(About this task)
What is needed here is an exact repetition of the records below, beginning at the line that has "body.write_u16::<BigEndian>(r.hard_timeout)?;" and stopping after the line that has "zeros(&mut body, 7);".

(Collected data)
——————

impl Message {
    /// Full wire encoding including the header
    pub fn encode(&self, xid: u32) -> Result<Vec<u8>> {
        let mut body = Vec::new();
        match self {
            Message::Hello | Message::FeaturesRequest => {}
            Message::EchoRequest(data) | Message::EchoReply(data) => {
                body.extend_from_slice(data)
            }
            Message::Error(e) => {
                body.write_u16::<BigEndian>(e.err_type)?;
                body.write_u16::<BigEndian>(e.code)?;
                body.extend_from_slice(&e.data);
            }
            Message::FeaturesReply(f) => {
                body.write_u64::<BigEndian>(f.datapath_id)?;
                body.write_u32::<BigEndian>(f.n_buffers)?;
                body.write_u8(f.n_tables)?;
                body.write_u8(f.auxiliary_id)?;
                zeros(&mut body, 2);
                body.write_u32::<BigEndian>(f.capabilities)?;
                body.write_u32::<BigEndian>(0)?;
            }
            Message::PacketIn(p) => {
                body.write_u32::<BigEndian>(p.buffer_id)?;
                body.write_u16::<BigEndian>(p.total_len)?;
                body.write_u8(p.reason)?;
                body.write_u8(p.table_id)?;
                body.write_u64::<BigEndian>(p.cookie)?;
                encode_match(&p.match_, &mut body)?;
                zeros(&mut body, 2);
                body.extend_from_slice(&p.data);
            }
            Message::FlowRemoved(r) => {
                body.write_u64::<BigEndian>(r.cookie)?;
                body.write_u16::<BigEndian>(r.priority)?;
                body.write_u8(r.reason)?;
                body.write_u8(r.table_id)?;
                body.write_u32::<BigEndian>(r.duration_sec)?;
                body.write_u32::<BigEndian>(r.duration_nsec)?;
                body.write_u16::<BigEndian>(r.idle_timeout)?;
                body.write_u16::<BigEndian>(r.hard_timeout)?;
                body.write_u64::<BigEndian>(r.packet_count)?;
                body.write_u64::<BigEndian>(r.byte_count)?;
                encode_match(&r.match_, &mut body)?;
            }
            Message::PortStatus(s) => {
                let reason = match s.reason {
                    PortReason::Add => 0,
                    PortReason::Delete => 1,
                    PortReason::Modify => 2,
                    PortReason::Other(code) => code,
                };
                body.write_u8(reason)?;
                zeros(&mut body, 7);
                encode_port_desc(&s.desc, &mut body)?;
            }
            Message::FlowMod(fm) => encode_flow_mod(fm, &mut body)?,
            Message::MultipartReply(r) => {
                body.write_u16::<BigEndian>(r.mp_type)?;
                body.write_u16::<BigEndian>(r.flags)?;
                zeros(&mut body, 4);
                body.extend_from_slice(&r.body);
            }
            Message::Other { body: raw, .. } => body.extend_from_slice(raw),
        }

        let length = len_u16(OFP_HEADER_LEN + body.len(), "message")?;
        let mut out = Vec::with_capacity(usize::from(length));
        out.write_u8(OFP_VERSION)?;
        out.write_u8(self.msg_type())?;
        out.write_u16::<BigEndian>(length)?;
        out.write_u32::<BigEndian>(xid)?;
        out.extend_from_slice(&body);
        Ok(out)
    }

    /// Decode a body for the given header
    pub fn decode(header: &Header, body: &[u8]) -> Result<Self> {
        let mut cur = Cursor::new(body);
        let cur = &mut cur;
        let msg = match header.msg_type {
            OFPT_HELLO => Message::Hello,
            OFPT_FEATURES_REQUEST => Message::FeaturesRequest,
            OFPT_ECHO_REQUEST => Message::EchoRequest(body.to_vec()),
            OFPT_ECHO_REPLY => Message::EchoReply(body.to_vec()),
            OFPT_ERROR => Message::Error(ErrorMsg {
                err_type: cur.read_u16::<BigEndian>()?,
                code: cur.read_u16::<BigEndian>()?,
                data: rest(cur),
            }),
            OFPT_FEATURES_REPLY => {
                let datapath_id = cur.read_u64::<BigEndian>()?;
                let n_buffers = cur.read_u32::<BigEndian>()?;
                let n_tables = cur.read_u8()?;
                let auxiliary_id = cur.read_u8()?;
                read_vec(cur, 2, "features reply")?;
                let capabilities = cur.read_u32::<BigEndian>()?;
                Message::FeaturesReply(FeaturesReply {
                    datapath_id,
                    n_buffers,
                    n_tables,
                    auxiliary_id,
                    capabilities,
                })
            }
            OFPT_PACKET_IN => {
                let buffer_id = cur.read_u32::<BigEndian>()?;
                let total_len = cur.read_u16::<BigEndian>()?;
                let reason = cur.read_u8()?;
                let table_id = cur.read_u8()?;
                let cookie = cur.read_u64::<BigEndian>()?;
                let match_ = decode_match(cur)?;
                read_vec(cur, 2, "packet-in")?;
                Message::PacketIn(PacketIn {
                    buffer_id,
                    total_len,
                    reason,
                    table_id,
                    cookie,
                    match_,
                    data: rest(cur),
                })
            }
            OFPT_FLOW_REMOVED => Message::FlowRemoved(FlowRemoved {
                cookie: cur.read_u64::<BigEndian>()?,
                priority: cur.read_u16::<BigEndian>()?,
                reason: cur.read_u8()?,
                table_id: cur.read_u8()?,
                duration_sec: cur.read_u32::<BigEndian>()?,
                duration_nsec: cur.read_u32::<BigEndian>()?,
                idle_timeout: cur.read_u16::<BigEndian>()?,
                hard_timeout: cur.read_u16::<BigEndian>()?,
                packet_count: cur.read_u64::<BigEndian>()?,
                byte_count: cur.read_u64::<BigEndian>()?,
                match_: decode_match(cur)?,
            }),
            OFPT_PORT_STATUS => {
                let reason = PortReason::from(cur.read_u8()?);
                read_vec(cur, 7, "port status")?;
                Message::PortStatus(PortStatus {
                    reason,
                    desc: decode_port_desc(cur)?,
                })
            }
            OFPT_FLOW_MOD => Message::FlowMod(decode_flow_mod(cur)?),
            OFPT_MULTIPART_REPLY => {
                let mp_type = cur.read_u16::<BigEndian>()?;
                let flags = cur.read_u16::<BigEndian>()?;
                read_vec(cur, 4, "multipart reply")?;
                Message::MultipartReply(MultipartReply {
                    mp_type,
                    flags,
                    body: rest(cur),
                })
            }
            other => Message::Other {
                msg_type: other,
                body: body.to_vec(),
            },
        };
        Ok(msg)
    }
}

——————

(Answer section)
                body.write_u16::<BigEndian>(r.hard_timeout)?;
                body.write_u64::<BigEndian>(r.packet_count)?;
                body.write_u64::<BigEndian>(r.byte_count)?;
                encode_match(&r.match_, &mut body)?;
            }
            Message::PortStatus(s) => {
                let reason = match s.reason {
                    PortReason::Add => 0,
                    PortReason::Delete => 1,
                    PortReason::Modify => 2,
                    PortReason::Other(code) => code,
                };
                body.write_u8(reason)?;
                zeros(&mut body, 7);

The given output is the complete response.